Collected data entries
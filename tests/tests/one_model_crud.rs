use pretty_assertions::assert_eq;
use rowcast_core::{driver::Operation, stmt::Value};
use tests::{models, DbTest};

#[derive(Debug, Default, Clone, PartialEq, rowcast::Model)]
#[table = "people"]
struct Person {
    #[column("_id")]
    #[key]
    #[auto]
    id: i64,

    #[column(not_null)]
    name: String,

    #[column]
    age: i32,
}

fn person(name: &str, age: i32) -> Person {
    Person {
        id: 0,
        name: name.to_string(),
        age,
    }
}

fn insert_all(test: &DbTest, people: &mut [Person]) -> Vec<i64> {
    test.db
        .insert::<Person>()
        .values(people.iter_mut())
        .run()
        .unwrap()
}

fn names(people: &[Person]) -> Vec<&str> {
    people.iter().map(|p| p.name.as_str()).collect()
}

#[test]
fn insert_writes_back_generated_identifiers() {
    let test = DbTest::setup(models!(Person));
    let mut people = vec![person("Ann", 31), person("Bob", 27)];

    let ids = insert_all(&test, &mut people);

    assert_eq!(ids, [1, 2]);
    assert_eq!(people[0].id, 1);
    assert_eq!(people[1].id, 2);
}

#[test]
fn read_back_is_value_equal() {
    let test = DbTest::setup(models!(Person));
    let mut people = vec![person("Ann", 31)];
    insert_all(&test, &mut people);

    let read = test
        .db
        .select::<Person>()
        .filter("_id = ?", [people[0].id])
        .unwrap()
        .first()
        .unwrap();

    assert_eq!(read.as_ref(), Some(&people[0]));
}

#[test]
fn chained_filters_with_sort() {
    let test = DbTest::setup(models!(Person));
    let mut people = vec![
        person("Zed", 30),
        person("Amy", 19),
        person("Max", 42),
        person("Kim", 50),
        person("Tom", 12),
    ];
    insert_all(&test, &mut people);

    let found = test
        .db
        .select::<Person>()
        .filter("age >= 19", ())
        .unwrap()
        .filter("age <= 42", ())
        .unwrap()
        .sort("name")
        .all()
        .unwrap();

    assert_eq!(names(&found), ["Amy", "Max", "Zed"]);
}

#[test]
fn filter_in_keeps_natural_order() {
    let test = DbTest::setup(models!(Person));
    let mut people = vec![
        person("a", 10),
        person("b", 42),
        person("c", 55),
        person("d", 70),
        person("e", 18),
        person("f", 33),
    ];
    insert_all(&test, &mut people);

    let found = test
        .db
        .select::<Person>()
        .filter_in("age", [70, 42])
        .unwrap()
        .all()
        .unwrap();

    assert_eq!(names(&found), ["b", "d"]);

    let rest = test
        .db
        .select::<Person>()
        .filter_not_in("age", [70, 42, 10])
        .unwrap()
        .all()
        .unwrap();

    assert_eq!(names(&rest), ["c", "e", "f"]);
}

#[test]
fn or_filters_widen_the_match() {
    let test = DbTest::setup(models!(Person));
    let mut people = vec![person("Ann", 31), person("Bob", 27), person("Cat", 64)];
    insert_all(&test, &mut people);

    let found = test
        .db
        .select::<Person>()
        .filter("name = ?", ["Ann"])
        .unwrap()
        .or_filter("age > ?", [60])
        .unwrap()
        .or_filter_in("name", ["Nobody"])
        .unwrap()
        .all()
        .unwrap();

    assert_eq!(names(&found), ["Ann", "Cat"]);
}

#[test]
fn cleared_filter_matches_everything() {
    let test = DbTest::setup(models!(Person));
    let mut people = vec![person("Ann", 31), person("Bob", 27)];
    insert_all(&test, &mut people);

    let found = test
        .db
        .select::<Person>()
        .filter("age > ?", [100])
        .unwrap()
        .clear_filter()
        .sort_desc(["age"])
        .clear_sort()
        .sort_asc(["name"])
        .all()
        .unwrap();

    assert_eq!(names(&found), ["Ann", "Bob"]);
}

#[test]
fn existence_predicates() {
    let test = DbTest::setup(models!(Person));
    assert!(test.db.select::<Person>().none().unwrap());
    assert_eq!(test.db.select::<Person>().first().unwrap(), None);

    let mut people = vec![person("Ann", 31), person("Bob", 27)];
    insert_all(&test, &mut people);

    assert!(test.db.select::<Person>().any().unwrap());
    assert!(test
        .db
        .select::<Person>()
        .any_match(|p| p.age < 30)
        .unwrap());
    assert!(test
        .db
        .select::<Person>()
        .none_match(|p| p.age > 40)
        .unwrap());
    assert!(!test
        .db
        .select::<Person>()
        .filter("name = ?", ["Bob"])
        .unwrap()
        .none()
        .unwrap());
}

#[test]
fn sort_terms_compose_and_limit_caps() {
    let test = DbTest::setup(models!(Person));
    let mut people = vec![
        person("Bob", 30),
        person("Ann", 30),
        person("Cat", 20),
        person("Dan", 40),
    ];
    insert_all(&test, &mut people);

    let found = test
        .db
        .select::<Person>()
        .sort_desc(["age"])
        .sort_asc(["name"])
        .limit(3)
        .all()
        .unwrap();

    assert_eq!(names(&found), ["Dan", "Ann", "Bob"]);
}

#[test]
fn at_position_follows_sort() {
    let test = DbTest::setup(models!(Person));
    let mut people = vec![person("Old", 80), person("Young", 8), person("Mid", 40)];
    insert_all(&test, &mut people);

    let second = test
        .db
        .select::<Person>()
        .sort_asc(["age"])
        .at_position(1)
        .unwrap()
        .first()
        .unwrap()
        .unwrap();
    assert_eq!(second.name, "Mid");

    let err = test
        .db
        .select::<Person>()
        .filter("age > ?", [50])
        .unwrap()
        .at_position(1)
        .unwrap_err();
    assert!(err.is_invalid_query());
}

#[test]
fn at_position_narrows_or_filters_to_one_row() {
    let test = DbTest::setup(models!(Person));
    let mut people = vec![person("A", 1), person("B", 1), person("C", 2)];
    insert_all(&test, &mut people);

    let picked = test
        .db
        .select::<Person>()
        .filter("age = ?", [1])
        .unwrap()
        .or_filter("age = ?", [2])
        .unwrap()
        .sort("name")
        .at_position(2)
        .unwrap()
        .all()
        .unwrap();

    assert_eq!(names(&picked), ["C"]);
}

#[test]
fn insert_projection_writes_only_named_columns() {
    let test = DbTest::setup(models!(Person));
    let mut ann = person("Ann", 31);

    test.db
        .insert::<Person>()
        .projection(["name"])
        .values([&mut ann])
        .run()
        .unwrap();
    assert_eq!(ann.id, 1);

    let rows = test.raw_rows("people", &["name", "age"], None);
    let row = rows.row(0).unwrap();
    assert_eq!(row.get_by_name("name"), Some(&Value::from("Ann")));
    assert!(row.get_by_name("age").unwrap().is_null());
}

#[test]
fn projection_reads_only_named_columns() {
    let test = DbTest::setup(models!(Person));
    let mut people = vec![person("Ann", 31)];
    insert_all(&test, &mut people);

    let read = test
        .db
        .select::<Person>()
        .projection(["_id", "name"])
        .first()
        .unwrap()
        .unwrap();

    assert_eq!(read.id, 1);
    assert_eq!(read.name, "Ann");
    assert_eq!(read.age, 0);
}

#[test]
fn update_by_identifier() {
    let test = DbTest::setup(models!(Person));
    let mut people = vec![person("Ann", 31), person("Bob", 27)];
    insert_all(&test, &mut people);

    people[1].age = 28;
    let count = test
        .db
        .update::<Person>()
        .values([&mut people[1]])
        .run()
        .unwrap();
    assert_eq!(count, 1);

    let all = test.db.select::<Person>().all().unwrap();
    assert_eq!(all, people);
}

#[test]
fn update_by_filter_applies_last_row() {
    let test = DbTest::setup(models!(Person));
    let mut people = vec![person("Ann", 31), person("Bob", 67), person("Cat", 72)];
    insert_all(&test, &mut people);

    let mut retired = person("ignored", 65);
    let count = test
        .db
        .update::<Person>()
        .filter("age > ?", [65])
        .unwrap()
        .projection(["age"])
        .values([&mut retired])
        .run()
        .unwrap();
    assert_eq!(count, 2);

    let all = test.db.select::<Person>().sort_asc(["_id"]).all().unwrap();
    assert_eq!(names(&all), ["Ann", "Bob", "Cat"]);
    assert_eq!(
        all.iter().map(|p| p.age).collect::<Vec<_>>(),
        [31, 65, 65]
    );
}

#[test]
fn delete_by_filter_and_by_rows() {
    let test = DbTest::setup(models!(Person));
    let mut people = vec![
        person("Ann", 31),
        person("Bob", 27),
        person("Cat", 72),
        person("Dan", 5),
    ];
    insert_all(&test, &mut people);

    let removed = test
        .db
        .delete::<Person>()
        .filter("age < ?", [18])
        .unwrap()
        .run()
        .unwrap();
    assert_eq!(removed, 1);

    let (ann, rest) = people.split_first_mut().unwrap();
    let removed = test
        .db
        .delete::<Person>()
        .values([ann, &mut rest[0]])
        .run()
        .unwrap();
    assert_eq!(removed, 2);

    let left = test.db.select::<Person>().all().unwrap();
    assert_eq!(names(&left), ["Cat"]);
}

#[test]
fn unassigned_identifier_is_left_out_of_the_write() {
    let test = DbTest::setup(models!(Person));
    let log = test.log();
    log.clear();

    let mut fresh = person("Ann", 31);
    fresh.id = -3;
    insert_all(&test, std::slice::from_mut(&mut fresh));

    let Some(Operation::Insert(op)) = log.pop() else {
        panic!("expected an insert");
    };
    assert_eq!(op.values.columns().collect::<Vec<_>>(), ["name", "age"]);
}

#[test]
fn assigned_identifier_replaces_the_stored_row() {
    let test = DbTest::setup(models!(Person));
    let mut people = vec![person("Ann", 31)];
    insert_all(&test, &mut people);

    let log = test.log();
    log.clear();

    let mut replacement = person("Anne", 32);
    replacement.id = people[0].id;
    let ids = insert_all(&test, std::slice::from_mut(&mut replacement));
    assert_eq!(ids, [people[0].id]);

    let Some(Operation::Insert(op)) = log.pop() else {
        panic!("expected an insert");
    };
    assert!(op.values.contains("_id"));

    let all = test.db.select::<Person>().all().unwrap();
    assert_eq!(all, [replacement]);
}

* * *

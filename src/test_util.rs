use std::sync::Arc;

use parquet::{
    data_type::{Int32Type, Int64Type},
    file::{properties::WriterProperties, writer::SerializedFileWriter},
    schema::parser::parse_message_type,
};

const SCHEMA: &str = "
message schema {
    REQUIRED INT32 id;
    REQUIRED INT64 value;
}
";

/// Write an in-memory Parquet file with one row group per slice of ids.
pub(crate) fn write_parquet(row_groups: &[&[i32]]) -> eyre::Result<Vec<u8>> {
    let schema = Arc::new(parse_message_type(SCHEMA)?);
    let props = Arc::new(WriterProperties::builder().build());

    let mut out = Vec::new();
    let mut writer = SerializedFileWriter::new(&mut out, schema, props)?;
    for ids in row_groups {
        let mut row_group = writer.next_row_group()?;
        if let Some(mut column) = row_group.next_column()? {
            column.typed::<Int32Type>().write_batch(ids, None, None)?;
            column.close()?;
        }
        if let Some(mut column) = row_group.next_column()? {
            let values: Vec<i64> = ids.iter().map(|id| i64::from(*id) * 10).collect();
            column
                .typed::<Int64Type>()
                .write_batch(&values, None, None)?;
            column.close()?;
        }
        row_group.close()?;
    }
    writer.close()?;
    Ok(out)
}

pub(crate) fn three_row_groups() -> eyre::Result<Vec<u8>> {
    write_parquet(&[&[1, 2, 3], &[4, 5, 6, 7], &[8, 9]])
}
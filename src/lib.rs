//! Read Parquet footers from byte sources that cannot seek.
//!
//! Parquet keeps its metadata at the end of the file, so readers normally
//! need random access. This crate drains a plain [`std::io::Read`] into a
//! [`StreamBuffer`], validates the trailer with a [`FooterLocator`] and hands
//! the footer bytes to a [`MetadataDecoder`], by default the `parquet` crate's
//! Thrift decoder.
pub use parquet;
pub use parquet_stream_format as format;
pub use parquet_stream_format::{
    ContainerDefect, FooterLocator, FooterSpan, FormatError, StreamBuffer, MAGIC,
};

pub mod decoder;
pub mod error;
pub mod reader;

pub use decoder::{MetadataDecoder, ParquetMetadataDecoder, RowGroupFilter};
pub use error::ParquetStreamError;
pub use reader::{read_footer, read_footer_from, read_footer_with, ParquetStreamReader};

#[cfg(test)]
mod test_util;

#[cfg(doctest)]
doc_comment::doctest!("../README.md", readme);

● Task details
Each line above with the string "names" in it should be located and copied.

● Exercise response
fn names(people: &[Person]) -> Vec<&str> {
    assert_eq!(names(&found), ["Amy", "Max", "Zed"]);
    assert_eq!(names(&found), ["b", "d"]);
    assert_eq!(names(&rest), ["c", "e", "f"]);
    assert_eq!(names(&found), ["Ann", "Cat"]);
    assert_eq!(names(&found), ["Ann", "Bob"]);
    assert_eq!(names(&found), ["Dan", "Ann", "Bob"]);
    assert_eq!(names(&picked), ["C"]);
    assert_eq!(names(&all), ["Ann", "Bob", "Cat"]);
    assert_eq!(names(&left), ["Cat"]);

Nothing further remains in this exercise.